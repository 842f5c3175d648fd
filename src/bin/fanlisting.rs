use std::fs;
use std::io::Write;
use std::path::PathBuf;

use anyhow::Context;
use clap::{Parser, Subcommand};
use tracing_subscriber::EnvFilter;

use fanlisting::{export, BuildInfo, GreetingPanel, Manifest, PageShell};

/// Render the fanlisting pages.
#[derive(Parser)]
#[command(name = "fanlisting", version, about)]
struct Cli {
    #[command(subcommand)]
    command: Commands,
}

#[derive(Subcommand)]
enum Commands {
    /// Print the page shell
    Shell {
        /// File whose markup is placed in the content region
        #[arg(long)]
        content: Option<PathBuf>,
    },
    /// Print the greeting panel
    Greeting,
    /// Write every rendered page to a directory
    Export {
        #[arg(long, default_value = "dist")]
        out: PathBuf,
    },
    /// Print the site manifest as JSON
    Manifest,
}

fn emit(output: &str) -> anyhow::Result<()> {
    let mut stdout = std::io::stdout().lock();
    stdout.write_all(output.as_bytes())?;
    if !output.ends_with('\n') {
        stdout.write_all(b"\n")?;
    }
    stdout.flush()?;
    Ok(())
}

fn main() -> anyhow::Result<()> {
    let cli = Cli::parse();

    // Logs go to stderr so rendered pages can be piped
    let filter = EnvFilter::try_from_default_env().unwrap_or_else(|_| EnvFilter::new("info"));
    tracing_subscriber::fmt()
        .with_env_filter(filter)
        .with_target(false)
        .with_writer(std::io::stderr)
        .init();

    for (name, value) in BuildInfo::current().display_fields() {
        log::debug!("{name}: {value}");
    }

    match cli.command {
        Commands::Shell { content } => {
            let content = match content {
                Some(path) => fs::read_to_string(&path)
                    .with_context(|| format!("Error reading {}", path.display()))?,
                None => String::new(),
            };
            emit(&PageShell::default().render_with(&content)?)?;
        }
        Commands::Greeting => emit(&GreetingPanel::default().render()?)?,
        Commands::Export { out } => {
            let written = export::export_site(&out)?;
            log::info!("Exported {} files to {}", written.len(), out.display());
        }
        Commands::Manifest => emit(&Manifest::current().to_json()?)?,
    }
    Ok(())
}
use askama::Template;

use crate::site;
use crate::web::ContactLink;

#[derive(askama::Template)]
#[template(path = "greeting.html")]
struct GreetingTemplate<'a> {
    contacts: &'a [ContactLink],
}

/// Greeting block with the outbound contact icons.
#[derive(Clone, Debug)]
pub struct GreetingPanel {
    contacts: &'static [ContactLink],
}

impl GreetingPanel {
    pub fn new(contacts: &'static [ContactLink]) -> Self {
        Self { contacts }
    }

    pub fn render(&self) -> anyhow::Result<String> {
        let html = GreetingTemplate {
            contacts: self.contacts,
        }
        .render()?;
        log::debug!("Rendered greeting panel: {} bytes", html.len());
        Ok(html)
    }
}

impl Default for GreetingPanel {
    fn default() -> Self {
        Self::new(&site::CONTACT_LINKS)
    }
}

#[cfg(test)]
mod tests {
    use super::*;

    #[test]
    fn links_open_in_new_context() {
        let html = GreetingPanel::default().render().unwrap();
        assert_eq!(html.matches("target=\"_blank\"").count(), 4);
        assert_eq!(html.matches("rel=\"noopener noreferrer\"").count(), 4);
    }

    #[test]
    fn heading_and_paragraphs() {
        let html = GreetingPanel::default().render().unwrap();
        assert!(html.contains("Hi, I'm Liam"));
        assert!(html.contains("My portfolio is a work in progress."));
        assert!(html.contains("You can contact me here:"));
    }

    #[test]
    fn icons_follow_links() {
        let html = GreetingPanel::default().render().unwrap();
        for icon in [
            "fa-brands fa-github",
            "fa-solid fa-envelope",
            "fa-brands fa-linkedin",
            "fa-brands fa-threads",
        ] {
            assert!(html.contains(&format!("<i class=\"{icon} contact-icons m-1\"></i>")));
        }
    }
}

• [EXERCISE DIRECTIONS]:
Your response should contain each line of the entries above that holds the string "impl".

• [TASK ANSWER]:
impl GreetingPanel {
impl Default for GreetingPanel {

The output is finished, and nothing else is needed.